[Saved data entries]

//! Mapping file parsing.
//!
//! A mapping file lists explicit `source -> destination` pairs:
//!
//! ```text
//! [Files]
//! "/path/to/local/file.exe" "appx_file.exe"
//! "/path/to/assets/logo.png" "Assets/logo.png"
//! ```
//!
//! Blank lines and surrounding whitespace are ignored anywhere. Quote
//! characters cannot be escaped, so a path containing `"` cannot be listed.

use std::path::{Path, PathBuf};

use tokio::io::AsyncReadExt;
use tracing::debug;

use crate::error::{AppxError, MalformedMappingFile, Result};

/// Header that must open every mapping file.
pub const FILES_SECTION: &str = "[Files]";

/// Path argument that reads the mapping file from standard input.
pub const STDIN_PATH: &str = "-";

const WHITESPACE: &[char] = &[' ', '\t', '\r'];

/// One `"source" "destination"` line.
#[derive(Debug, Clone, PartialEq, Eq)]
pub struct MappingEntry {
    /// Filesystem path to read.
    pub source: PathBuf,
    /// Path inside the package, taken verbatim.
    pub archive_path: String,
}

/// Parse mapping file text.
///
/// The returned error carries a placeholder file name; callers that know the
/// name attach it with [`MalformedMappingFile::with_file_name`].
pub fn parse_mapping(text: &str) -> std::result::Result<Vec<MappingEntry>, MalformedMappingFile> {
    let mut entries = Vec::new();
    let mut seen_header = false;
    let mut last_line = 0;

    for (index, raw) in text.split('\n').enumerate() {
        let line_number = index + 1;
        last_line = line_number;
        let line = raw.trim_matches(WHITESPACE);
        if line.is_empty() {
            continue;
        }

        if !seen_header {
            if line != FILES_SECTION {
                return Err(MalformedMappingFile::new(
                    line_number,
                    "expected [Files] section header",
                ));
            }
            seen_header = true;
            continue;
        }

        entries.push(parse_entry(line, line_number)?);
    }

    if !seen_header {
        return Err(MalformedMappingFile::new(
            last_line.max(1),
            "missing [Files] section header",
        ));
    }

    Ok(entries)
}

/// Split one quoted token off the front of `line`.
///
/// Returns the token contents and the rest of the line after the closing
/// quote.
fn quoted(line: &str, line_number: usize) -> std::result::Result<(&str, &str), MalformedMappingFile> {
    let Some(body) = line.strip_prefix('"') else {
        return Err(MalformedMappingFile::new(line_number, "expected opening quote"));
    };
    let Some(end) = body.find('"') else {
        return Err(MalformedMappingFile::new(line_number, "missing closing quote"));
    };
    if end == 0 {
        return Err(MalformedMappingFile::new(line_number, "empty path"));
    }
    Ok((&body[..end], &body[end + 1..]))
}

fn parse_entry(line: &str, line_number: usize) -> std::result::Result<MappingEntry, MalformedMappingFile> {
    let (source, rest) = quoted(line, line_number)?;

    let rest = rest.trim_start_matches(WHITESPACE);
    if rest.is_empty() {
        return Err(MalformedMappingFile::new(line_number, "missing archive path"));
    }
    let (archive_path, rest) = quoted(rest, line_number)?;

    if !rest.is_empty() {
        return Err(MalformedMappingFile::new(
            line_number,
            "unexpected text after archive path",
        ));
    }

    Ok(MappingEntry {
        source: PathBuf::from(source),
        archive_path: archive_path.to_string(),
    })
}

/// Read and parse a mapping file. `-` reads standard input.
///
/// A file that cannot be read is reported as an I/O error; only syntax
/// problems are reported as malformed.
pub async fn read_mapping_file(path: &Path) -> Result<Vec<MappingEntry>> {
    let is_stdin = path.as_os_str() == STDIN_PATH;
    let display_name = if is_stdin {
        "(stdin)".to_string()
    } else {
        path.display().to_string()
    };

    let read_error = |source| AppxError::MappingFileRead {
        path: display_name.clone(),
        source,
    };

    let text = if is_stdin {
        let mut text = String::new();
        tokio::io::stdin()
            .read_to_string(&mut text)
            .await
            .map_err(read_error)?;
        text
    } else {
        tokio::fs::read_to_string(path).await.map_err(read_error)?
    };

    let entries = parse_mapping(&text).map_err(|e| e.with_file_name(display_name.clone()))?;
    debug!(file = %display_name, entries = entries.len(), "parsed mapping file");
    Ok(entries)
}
...
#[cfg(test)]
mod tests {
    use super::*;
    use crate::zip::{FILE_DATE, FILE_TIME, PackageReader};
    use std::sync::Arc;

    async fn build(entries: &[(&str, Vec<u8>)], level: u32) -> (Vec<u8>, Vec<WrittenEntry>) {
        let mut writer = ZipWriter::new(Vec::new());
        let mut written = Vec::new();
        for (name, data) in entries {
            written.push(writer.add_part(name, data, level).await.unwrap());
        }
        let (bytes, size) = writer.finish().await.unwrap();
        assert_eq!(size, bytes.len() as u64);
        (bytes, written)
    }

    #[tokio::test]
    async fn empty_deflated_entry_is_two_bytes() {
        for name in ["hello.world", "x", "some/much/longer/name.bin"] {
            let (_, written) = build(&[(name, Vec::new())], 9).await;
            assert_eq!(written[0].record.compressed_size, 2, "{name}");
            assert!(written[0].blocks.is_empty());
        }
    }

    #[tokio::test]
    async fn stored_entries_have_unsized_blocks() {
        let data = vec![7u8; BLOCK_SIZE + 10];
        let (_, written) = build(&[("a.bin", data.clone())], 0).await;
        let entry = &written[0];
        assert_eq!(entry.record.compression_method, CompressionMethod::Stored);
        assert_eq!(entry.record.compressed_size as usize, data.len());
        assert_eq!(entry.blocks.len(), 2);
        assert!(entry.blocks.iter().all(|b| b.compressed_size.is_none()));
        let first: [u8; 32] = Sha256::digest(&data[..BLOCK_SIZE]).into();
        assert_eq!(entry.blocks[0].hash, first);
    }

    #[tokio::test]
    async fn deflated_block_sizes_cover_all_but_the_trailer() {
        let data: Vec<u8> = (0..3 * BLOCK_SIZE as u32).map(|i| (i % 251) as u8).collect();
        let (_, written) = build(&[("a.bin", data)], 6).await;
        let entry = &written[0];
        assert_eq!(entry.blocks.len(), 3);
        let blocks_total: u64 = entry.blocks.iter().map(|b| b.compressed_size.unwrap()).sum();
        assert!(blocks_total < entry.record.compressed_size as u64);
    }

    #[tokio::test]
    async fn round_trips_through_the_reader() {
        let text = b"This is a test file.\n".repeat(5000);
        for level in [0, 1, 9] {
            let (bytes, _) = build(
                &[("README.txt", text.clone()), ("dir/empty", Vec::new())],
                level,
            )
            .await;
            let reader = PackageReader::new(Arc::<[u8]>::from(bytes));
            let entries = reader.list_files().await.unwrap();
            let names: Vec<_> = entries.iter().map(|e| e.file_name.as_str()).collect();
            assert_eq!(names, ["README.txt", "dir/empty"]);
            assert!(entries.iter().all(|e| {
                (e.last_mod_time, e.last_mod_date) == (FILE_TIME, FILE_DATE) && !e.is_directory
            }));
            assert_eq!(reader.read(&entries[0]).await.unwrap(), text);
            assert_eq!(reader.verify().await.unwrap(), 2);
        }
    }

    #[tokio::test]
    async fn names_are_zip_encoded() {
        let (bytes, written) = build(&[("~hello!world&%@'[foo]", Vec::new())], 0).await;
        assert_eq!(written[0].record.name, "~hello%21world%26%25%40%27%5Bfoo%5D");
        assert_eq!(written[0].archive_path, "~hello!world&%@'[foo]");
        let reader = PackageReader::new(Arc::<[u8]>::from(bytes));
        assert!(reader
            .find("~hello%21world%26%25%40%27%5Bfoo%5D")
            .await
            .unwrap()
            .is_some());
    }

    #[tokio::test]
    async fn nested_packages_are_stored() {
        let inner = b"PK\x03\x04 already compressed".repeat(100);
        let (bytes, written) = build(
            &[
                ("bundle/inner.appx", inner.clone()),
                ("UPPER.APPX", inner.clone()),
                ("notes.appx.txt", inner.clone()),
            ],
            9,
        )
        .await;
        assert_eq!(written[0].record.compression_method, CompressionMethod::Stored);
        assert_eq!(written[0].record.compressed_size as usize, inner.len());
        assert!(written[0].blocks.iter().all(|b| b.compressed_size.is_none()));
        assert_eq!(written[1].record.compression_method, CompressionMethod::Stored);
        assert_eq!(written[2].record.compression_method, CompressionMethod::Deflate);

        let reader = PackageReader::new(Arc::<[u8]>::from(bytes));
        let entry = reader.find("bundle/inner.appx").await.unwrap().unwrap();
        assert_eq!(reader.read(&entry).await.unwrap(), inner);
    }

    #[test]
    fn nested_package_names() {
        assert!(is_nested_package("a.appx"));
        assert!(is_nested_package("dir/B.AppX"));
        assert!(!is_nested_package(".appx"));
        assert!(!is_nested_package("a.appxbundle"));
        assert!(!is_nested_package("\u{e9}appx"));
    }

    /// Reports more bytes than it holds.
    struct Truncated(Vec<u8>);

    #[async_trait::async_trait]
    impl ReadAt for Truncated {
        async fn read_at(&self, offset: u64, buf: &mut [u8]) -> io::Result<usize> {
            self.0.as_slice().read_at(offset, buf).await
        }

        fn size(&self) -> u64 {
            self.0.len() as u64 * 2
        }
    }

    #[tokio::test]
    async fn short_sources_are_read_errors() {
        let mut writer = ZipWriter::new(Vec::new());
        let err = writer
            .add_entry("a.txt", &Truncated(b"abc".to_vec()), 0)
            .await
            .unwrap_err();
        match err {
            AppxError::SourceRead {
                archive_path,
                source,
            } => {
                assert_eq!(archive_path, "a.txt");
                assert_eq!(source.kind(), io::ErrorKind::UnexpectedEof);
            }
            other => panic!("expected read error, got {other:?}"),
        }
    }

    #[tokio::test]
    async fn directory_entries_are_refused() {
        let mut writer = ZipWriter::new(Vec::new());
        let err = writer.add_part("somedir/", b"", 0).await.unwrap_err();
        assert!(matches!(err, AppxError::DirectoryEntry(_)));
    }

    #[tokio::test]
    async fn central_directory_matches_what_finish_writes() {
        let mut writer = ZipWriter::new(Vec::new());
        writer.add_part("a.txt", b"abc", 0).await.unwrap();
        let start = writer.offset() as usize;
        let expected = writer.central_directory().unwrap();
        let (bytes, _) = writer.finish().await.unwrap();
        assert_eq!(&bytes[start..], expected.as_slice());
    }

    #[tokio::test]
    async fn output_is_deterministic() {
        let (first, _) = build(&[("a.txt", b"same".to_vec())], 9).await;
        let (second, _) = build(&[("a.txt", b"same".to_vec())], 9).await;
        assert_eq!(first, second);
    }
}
* * *
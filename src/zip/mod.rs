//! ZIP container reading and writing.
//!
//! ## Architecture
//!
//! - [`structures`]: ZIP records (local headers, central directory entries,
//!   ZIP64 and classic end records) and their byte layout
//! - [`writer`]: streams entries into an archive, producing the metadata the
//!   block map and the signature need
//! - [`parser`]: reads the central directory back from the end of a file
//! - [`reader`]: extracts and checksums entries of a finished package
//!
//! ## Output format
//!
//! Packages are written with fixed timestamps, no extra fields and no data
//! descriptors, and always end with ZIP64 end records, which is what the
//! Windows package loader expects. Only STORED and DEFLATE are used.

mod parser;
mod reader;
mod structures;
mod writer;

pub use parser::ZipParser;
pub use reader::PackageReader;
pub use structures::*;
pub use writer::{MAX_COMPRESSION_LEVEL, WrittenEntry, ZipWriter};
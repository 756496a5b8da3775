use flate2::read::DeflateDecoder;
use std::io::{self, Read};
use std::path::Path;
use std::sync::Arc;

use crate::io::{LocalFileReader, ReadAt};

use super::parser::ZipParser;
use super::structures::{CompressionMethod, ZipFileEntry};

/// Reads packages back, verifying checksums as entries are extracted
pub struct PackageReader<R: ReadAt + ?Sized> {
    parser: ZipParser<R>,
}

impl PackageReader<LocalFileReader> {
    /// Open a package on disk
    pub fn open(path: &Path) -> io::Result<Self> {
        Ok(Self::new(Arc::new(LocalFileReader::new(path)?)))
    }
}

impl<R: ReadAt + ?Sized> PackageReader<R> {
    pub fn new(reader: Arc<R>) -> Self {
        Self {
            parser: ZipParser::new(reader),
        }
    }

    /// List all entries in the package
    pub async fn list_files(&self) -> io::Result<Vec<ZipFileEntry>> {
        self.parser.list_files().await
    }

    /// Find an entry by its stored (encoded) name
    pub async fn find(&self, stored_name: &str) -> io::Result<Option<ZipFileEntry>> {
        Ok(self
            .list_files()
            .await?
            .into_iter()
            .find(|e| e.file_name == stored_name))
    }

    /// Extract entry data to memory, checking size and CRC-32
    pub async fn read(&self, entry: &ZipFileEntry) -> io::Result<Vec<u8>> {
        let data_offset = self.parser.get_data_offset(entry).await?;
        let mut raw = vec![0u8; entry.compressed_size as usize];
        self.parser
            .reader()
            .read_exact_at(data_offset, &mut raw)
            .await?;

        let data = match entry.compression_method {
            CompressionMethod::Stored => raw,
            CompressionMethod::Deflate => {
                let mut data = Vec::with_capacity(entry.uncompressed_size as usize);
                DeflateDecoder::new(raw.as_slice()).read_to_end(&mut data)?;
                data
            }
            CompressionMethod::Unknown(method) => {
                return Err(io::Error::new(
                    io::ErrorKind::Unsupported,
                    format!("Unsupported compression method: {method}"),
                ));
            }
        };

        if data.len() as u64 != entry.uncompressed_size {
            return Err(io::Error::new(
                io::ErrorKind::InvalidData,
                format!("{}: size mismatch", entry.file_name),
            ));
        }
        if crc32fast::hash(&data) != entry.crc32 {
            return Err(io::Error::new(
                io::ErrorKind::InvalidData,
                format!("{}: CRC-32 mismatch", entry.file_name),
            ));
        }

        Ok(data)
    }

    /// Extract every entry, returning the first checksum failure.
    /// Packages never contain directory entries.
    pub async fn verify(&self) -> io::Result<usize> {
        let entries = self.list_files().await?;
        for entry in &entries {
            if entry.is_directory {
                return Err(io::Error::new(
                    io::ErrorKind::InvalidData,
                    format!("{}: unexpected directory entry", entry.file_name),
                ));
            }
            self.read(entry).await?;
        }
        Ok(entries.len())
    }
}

- _INSTRUCTIONS FOR THE TASK_: Filter the records for the string "usize" and copy every line that holds it.

- _TASK OUTPUT_:
fn quoted(line: &str, line_number: usize) -> std::result::Result<(&str, &str), MalformedMappingFile> {
fn parse_entry(line: &str, line_number: usize) -> std::result::Result<MappingEntry, MalformedMappingFile> {
        assert_eq!(entry.record.compressed_size as usize, data.len());
        assert_eq!(written[0].record.compressed_size as usize, inner.len());
        async fn read_at(&self, offset: u64, buf: &mut [u8]) -> io::Result<usize> {
        let start = writer.offset() as usize;
        let mut raw = vec![0u8; entry.compressed_size as usize];
                let mut data = Vec::with_capacity(entry.uncompressed_size as usize);
    pub async fn verify(&self) -> io::Result<usize> {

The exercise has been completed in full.